In the heart of Beijing, researchers are pushing the boundaries of what’s possible in flood monitoring and water resource management. Hao-si Li, a scientist at the Key Laboratory of Computational Geodynamics, College of Earth and Planetary Sciences, University of Chinese Academy of Sciences, is leading a groundbreaking study that could revolutionize how we track and predict floods, with significant implications for the energy sector.
Li and his team are harnessing the power of the Gravity Recovery and Climate Experiment Follow-On (GRACE-FO) mission, a pair of satellites orbiting Earth, to measure changes in water storage with unprecedented temporal resolution. Traditionally, such data has been available monthly, but Li’s innovative approach refines this to a mere few days. This leap in temporal resolution could be a game-changer for industries reliant on accurate water management, including energy production.
The energy sector, particularly hydropower and thermal power plants, is heavily dependent on water resources. Accurate and timely flood monitoring can help these industries optimize their operations, prevent damage, and ensure a stable power supply. “The energy sector stands to gain significantly from this research,” Li explains. “By providing high-temporal-resolution data, we can help energy companies better prepare for and respond to extreme climate events, ultimately leading to more efficient and resilient operations.”
The study, published in Water Resources Research (translated from English), focuses on two floods that occurred in July 2021—in Western Europe and Central China. Using an improved algorithm that accounts for peripheral signal sources and temporal correlations in mass variation, Li and his team were able to track the temporal progression of these floods with remarkable detail. They found that the water gain in Central China was much lower than expected, indicating a mass deficit during the flood. This discrepancy, they suggest, could be due to human activities manipulating water resources, highlighting the complex interplay between natural processes and human interventions.
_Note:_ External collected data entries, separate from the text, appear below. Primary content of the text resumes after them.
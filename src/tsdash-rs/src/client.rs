use reqwest::header::CONTENT_TYPE;
use reqwest::Client as HttpClient;
use serde::de::DeserializeOwned;
use serde_json::Value;
use std::time::Duration;

use tsdash_core::{
    ApiKey, Collection, CollectionImport, CollectionSchema, CollectionUpdate, ConnectionConfig,
    CreateKeyRequest, DeletedKey, ExportParams, HealthStatus, ImportAction, ImportLineResult,
    ImportSummary, KeyList, Metrics, MultiSearchRequest, MultiSearchResponse, SearchParams,
    SearchResult,
};

use crate::jsonl::{parse_jsonl, to_jsonl};
use crate::request::{ApiRequest, RequestBody, RequestOptions};
use crate::{ClientError, Result};

/// Header carrying the admin key on every call
pub const API_KEY_HEADER: &str = "X-TYPESENSE-API-KEY";

/// Budget for the reachability check run before a connection is saved
pub const CONNECTION_TEST_TIMEOUT: Duration = Duration::from_secs(10);

/// Typesense REST API client bound to one connection
#[derive(Debug, Clone)]
pub struct TypesenseClient {
    config: ConnectionConfig,
    base_url: String,
    client: HttpClient,
    options: RequestOptions,
}

impl TypesenseClient {
    /// Create a client with its own connection pool
    pub fn new(config: ConnectionConfig) -> Self {
        Self::with_http(HttpClient::new(), config, RequestOptions::default())
    }

    /// Create a client that shares an existing connection pool.
    ///
    /// No network I/O happens here.
    pub fn with_http(client: HttpClient, config: ConnectionConfig, options: RequestOptions) -> Self {
        Self {
            base_url: config.base_url(),
            config,
            client,
            options,
        }
    }

    pub fn config(&self) -> &ConnectionConfig {
        &self.config
    }

    pub fn options(&self) -> &RequestOptions {
        &self.options
    }

    /// Issue `request` and decode the JSON response
    pub async fn execute<T: DeserializeOwned>(&self, request: ApiRequest) -> Result<T> {
        let body = self.execute_raw(request).await?;
        Ok(serde_json::from_str(&body)?)
    }

    /// Issue `request` and return the response body as text.
    ///
    /// Non-2xx responses become [`ClientError::Server`]. Idempotent requests are
    /// retried on connect and timeout failures.
    pub async fn execute_raw(&self, request: ApiRequest) -> Result<String> {
        let url = request.url(&self.base_url)?;
        let mut attempt = 0;

        loop {
            tracing::debug!(method = %request.method, url = %url, attempt, "Calling Typesense");

            let mut builder = self
                .client
                .request(request.method.clone(), url.clone())
                .header(API_KEY_HEADER, &self.config.api_key)
                .timeout(self.options.timeout);

            builder = match &request.body {
                RequestBody::Empty => builder,
                RequestBody::Json(body) => builder
                    .header(CONTENT_TYPE, "application/json")
                    .body(serde_json::to_vec(body)?),
                RequestBody::Text(body) => builder
                    .header(CONTENT_TYPE, "text/plain")
                    .body(body.clone()),
            };

            match builder.send().await {
                Ok(response) => return read_body(response).await,
                Err(e)
                    if request.idempotent
                        && attempt < self.options.max_retries
                        && (e.is_connect() || e.is_timeout()) =>
                {
                    let delay = self.options.backoff(attempt);
                    tracing::warn!(
                        url = %url,
                        attempt,
                        delay_ms = delay.as_millis() as u64,
                        "Transient failure calling Typesense, retrying: {}",
                        e
                    );
                    tokio::time::sleep(delay).await;
                    attempt += 1;
                }
                Err(e) => {
                    tracing::error!(method = %request.method, url = %url, "Typesense request failed: {}", e);
                    return Err(e.into());
                }
            }
        }
    }

    /// Health check
    pub async fn health(&self) -> Result<HealthStatus> {
        self.execute(ApiRequest::get(&["health"])).await
    }

    /// Cluster metrics (CPU, memory, disk)
    pub async fn metrics(&self) -> Result<Metrics> {
        self.execute(ApiRequest::get(&["metrics.json"])).await
    }

    /// Request latency and throughput statistics
    pub async fn stats(&self) -> Result<Value> {
        self.execute(ApiRequest::get(&["stats.json"])).await
    }

    pub async fn list_collections(&self) -> Result<Vec<Collection>> {
        self.execute(ApiRequest::get(&["collections"])).await
    }

    pub async fn create_collection(&self, schema: &CollectionSchema) -> Result<Collection> {
        self.execute(ApiRequest::post(&["collections"]).json(schema)?)
            .await
    }

    pub async fn get_collection(&self, name: &str) -> Result<Collection> {
        self.execute(ApiRequest::get(&["collections", name])).await
    }

    /// Add or drop fields; the server echoes the applied update
    pub async fn update_collection(
        &self,
        name: &str,
        update: &CollectionUpdate,
    ) -> Result<CollectionUpdate> {
        self.execute(ApiRequest::patch(&["collections", name]).json(update)?)
            .await
    }

    pub async fn delete_collection(&self, name: &str) -> Result<Collection> {
        self.execute(ApiRequest::delete(&["collections", name]))
            .await
    }

    /// Index a new document; fails if its id already exists
    pub async fn index_document(&self, collection: &str, document: &Value) -> Result<Value> {
        self.execute(ApiRequest::post(&["collections", collection, "documents"]).json(document)?)
            .await
    }

    /// Create or replace a document
    pub async fn upsert_document(&self, collection: &str, document: &Value) -> Result<Value> {
        let request = ApiRequest::post(&["collections", collection, "documents"])
            .query("action", ImportAction::Upsert.as_str())
            .json(document)?
            .idempotent(true);
        self.execute(request).await
    }

    pub async fn get_document(&self, collection: &str, id: &str) -> Result<Value> {
        self.execute(ApiRequest::get(&["collections", collection, "documents", id]))
            .await
    }

    /// Partially update a document
    pub async fn update_document(&self, collection: &str, id: &str, fields: &Value) -> Result<Value> {
        self.execute(ApiRequest::patch(&["collections", collection, "documents", id]).json(fields)?)
            .await
    }

    pub async fn delete_document(&self, collection: &str, id: &str) -> Result<Value> {
        self.execute(ApiRequest::delete(&["collections", collection, "documents", id]))
            .await
    }

    /// Search documents
    pub async fn search(&self, collection: &str, params: &SearchParams) -> Result<SearchResult> {
        let request = ApiRequest::get(&["collections", collection, "documents", "search"])
            .queries(params.query_pairs());
        self.execute(request).await
    }

    /// Run several searches in one round trip
    pub async fn multi_search(&self, request: &MultiSearchRequest) -> Result<MultiSearchResponse> {
        self.execute(ApiRequest::post(&["multi_search"]).json(request)?.idempotent(true))
            .await
    }

    /// Export documents, one JSON value per line
    pub async fn export_documents(&self, collection: &str, params: &ExportParams) -> Result<Vec<Value>> {
        let request = ApiRequest::get(&["collections", collection, "documents", "export"])
            .queries(params.query_pairs());
        let body = self.execute_raw(request).await?;
        parse_jsonl(&body)
    }

    /// Bulk import documents as JSONL
    pub async fn import_documents(
        &self,
        collection: &str,
        documents: &[Value],
        action: ImportAction,
        batch_size: Option<usize>,
    ) -> Result<ImportSummary> {
        let mut request = ApiRequest::post(&["collections", collection, "documents", "import"])
            .query("action", action.as_str())
            .text(to_jsonl(documents)?)
            .idempotent(action != ImportAction::Create);
        if let Some(size) = batch_size {
            request = request.query("batch_size", size.to_string());
        }

        tracing::info!(collection, documents = documents.len(), action = action.as_str(), "Importing documents");
        let body = self.execute_raw(request).await?;
        let results: Vec<ImportLineResult> = parse_jsonl(&body)?;
        Ok(ImportSummary::from_results(results))
    }

    /// Create a collection and fill it from a JSONL payload.
    ///
    /// The payload is parsed before any network call, so a malformed line aborts
    /// everything. Not atomic: if the import partially fails, the collection
    /// stays created and the per-line failures are reported in the summary.
    pub async fn create_collection_with_jsonl(
        &self,
        schema: &CollectionSchema,
        payload: &str,
    ) -> Result<CollectionImport> {
        let documents: Vec<Value> = parse_jsonl(payload)?;

        let collection = self.create_collection(schema).await?;
        if collection.name != schema.name {
            return Err(ClientError::Logic(format!(
                "collection create returned {:?}, expected {:?}",
                collection.name, schema.name
            )));
        }

        let import = if documents.is_empty() {
            ImportSummary::from_results(Vec::new())
        } else {
            self.import_documents(&collection.name, &documents, ImportAction::Create, None)
                .await?
        };

        if !import.is_complete() {
            tracing::warn!(
                collection = %collection.name,
                failed = import.failed,
                succeeded = import.succeeded,
                "Import partially failed; collection was kept"
            );
        }

        Ok(CollectionImport { collection, import })
    }

    pub async fn list_keys(&self) -> Result<KeyList> {
        self.execute(ApiRequest::get(&["keys"])).await
    }

    /// Create an API key; the full value is only present in this response
    pub async fn create_key(&self, request: &CreateKeyRequest) -> Result<ApiKey> {
        self.execute(ApiRequest::post(&["keys"]).json(request)?)
            .await
    }

    pub async fn delete_key(&self, id: u64) -> Result<DeletedKey> {
        let id = id.to_string();
        self.execute(ApiRequest::delete(&["keys", id.as_str()]))
            .await
    }
}

/// Check that `config` reaches a healthy server.
///
/// Single attempt with [`CONNECTION_TEST_TIMEOUT`], on a shared pool.
pub async fn test_connection(client: &HttpClient, config: &ConnectionConfig) -> Result<HealthStatus> {
    let options = RequestOptions {
        timeout: CONNECTION_TEST_TIMEOUT,
        max_retries: 0,
        ..RequestOptions::default()
    };
    let health = TypesenseClient::with_http(client.clone(), config.clone(), options)
        .health()
        .await?;
    tracing::info!(host = %config.host, port = config.port, ok = health.ok, "Connection test finished");
    Ok(health)
}

async fn read_body(response: reqwest::Response) -> Result<String> {
    let status = response.status();
    let text = response.text().await?;

    if !status.is_success() {
        return Err(ClientError::Server {
            status: status.as_u16(),
            message: error_message(&text, status.canonical_reason()),
        });
    }

    Ok(text)
}

/// Typesense errors look like `{"message": "..."}`; anything else is passed through
fn error_message(body: &str, reason: Option<&str>) -> String {
    let from_json = serde_json::from_str::<Value>(body)
        .ok()
        .and_then(|v| v.get("message").and_then(Value::as_str).map(str::to_string));

    match from_json {
        Some(message) => message,
        None if body.trim().is_empty() => reason.unwrap_or("no response body").to_string(),
        None => body.trim().to_string(),
    }
}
This research opens up exciting possibilities for the future. As Li puts it, “Our approach refines the viability of applying GRACE-FO data to restore transient dynamics characterizing extreme climate events.” This could lead to more accurate flood predictions, better water resource management, and enhanced preparedness for extreme climate events. For the energy sector, this means improved risk management, optimized operations, and ultimately, a more sustainable and resilient energy infrastructure.
Moreover, this study underscores the non-negligible influence of human interventions on short-term hydrological dynamics. As we continue to grapple with climate change and its impacts, understanding and accounting for these human-induced changes will be crucial. This research is a significant step in that direction, paving the way for more integrated and holistic approaches to water resource management and flood monitoring.